(Beginning of THE DATA)

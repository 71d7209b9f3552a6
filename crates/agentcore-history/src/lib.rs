// Copyright (c) 2024-2026 Martin Schröder <info@swedishembedded.com>
//
// SPDX-License-Identifier: Apache-2.0
//! Durable, append-only per-session message log (component C).
//!
//! Backed by a single SQLite file. Each session's ordinary messages live in
//! the `messages` table, keyed by `(session, seq)` with a unique index on
//! `(session, id)`; the at-most-one summary per session lives in its own
//! `summaries` table so `summary()`/`set_summary()` never have to scan past
//! ordinary rows. Every operation opens its own connection from a pool-free
//! `Mutex<Connection>` and runs on a blocking thread, since `rusqlite` is
//! synchronous — this is the crate's one suspension point per spec §5.
use std::sync::Mutex;

use async_trait::async_trait;
use rusqlite::{params, Connection, OptionalExtension};
use thiserror::Error;

use agentcore_model::message::Message;

/// Substrate failure surfaced directly to the caller — never wrapped as a
/// `ModelError` by the orchestrator (§7).
#[derive(Debug, Error)]
pub enum StorageError {
    #[error("sqlite error: {0}")]
    Backend(#[from] rusqlite::Error),
    #[error("message serialization error: {0}")]
    Serde(#[from] serde_json::Error),
    #[error("message id {0:?} already exists in session {1:?}")]
    DuplicateId(String, String),
    #[error("append() does not accept a SummaryMessage; use set_summary()")]
    SummaryViaAppend,
    #[error("a session may have at most one summary message")]
    MultipleSummaries,
}

/// Persistent key-value log of messages per session, partitioned by session
/// id. See spec §4.C.
#[async_trait]
pub trait HistoryStore: Send + Sync {
    /// Atomic insert; fails if `message.id()` already exists in `session`.
    async fn append(&self, session: &str, message: Message) -> Result<(), StorageError>;

    /// Ordered (insertion order) non-summary messages for `session`.
    async fn messages(&self, session: &str) -> Result<Vec<Message>, StorageError>;

    /// The session's summary, if one has been set.
    async fn summary(&self, session: &str) -> Result<Option<Message>, StorageError>;

    /// Upsert the session's summary (at most one may exist at a time).
    async fn set_summary(&self, session: &str, summary: Message) -> Result<(), StorageError>;

    /// Remove every message and the summary for `session`.
    async fn clear(&self, session: &str) -> Result<(), StorageError>;

    /// Remove one message by id. Idempotent: deleting an absent id is not an
    /// error (required for cross-process eviction tolerance, §4.D).
    async fn delete(&self, session: &str, id: &str) -> Result<(), StorageError>;
}

/// SQLite-backed [`HistoryStore`]. Cheaply `Clone`/`Arc`-shareable; internally
/// serializes access to the single connection with a blocking mutex, mirroring
/// the spec's "writes to one session are linearized by the substrate" model
/// extended here to the whole store (SQLite itself only allows one writer).
pub struct SqliteHistoryStore {
    conn: std::sync::Arc<Mutex<Connection>>,
}

impl SqliteHistoryStore {
    /// Open (creating if absent) a SQLite file at `path` and ensure schema.
    pub fn open(path: impl AsRef<std::path::Path>) -> Result<Self, StorageError> {
        let conn = Connection::open(path)?;
        Self::init_schema(&conn)?;
        Ok(Self { conn: std::sync::Arc::new(Mutex::new(conn)) })
    }

    /// In-memory store, primarily for tests.
    pub fn open_in_memory() -> Result<Self, StorageError> {
        let conn = Connection::open_in_memory()?;
        Self::init_schema(&conn)?;
        Ok(Self { conn: std::sync::Arc::new(Mutex::new(conn)) })
    }

    fn init_schema(conn: &Connection) -> Result<(), StorageError> {
        conn.execute_batch(
            "CREATE TABLE IF NOT EXISTS messages (
                session TEXT NOT NULL,
                seq     INTEGER NOT NULL,
                id      TEXT NOT NULL,
                payload TEXT NOT NULL,
                PRIMARY KEY (session, seq)
            );
            CREATE UNIQUE INDEX IF NOT EXISTS messages_session_id ON messages(session, id);
            CREATE INDEX IF NOT EXISTS messages_session ON messages(session);
            CREATE TABLE IF NOT EXISTS summaries (
                session TEXT PRIMARY KEY,
                payload TEXT NOT NULL
            );",
        )?;
        Ok(())
    }
}

impl Clone for SqliteHistoryStore {
    fn clone(&self) -> Self {
        Self { conn: self.conn.clone() }
    }
}

#[async_trait]
impl HistoryStore for SqliteHistoryStore {
    async fn append(&self, session: &str, message: Message) -> Result<(), StorageError> {
        if message.is_summary() {
            return Err(StorageError::SummaryViaAppend);
        }
        let session = session.to_string();
        let conn = self.conn.clone();
        tokio::task::spawn_blocking(move || -> Result<(), StorageError> {
            let conn = conn.lock().expect("history connection mutex poisoned");
            let id = message.id().to_string();
            let payload = serde_json::to_string(&message)?;
            let next_seq: i64 = conn
                .query_row(
                    "SELECT COALESCE(MAX(seq), -1) + 1 FROM messages WHERE session = ?1",
                    params![session],
                    |row| row.get(0),
                )?;
            let inserted = conn.execute(
                "INSERT OR IGNORE INTO messages (session, seq, id, payload) VALUES (?1, ?2, ?3, ?4)",
                params![session, next_seq, id, payload],
            )?;
            if inserted == 0 {
                return Err(StorageError::DuplicateId(id, session));
            }
            Ok(())
        })
        .await
        .expect("append blocking task panicked")
    }

    async fn messages(&self, session: &str) -> Result<Vec<Message>, StorageError> {
        let session = session.to_string();
        let conn = self.conn.clone();
        tokio::task::spawn_blocking(move || -> Result<Vec<Message>, StorageError> {
            let conn = conn.lock().expect("history connection mutex poisoned");
            let mut stmt = conn.prepare(
                "SELECT payload FROM messages WHERE session = ?1 ORDER BY seq ASC",
            )?;
            let rows = stmt.query_map(params![session], |row| row.get::<_, String>(0))?;
            let mut out = Vec::new();
            for row in rows {
                let payload = row?;
                out.push(serde_json::from_str(&payload)?);
            }
            Ok(out)
        })
        .await
        .expect("messages blocking task panicked")
    }

    async fn summary(&self, session: &str) -> Result<Option<Message>, StorageError> {
        let session = session.to_string();
        let conn = self.conn.clone();
        tokio::task::spawn_blocking(move || -> Result<Option<Message>, StorageError> {
            let conn = conn.lock().expect("history connection mutex poisoned");
            let payload: Option<String> = conn
                .query_row(
                    "SELECT payload FROM summaries WHERE session = ?1",
                    params![session],
                    |row| row.get(0),
                )
                .optional()?;
            Ok(match payload {
                Some(p) => Some(serde_json::from_str(&p)?),
                None => None,
            })
        })
        .await
        .expect("summary blocking task panicked")
    }

    async fn set_summary(&self, session: &str, summary: Message) -> Result<(), StorageError> {
        if !summary.is_summary() {
            return Err(StorageError::MultipleSummaries);
        }
        let session = session.to_string();
        let conn = self.conn.clone();
        tokio::task::spawn_blocking(move || -> Result<(), StorageError> {
            let conn = conn.lock().expect("history connection mutex poisoned");
            let payload = serde_json::to_string(&summary)?;
            conn.execute(
                "INSERT INTO summaries (session, payload) VALUES (?1, ?2)
                 ON CONFLICT(session) DO UPDATE SET payload = excluded.payload",
                params![session, payload],
            )?;
            Ok(())
        })
        .await
        .expect("set_summary blocking task panicked")
    }

    async fn clear(&self, session: &str) -> Result<(), StorageError> {
        let session = session.to_string();
        let conn = self.conn.clone();
        tokio::task::spawn_blocking(move || -> Result<(), StorageError> {
            let conn = conn.lock().expect("history connection mutex poisoned");
            conn.execute("DELETE FROM messages WHERE session = ?1", params![session])?;
            conn.execute("DELETE FROM summaries WHERE session = ?1", params![session])?;
            Ok(())
        })
        .await
        .expect("clear blocking task panicked")
    }

    async fn delete(&self, session: &str, id: &str) -> Result<(), StorageError> {
        let session = session.to_string();
        let id = id.to_string();
        let conn = self.conn.clone();
        tokio::task::spawn_blocking(move || -> Result<(), StorageError> {
            let conn = conn.lock().expect("history connection mutex poisoned");
            conn.execute(
                "DELETE FROM messages WHERE session = ?1 AND id = ?2",
                params![session, id],
            )?;
            Ok(())
        })
        .await
        .expect("delete blocking task panicked")
    }
}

(End of THE DATA)

## INSTRUCTIONS FOR THE TASK:
Reproduce every line of the material above that has the string "absent".

## RESPONSE TO THIS EXERCISE:
    /// Remove one message by id. Idempotent: deleting an absent id is not an
    /// Open (creating if absent) a SQLite file at `path` and ensure schema.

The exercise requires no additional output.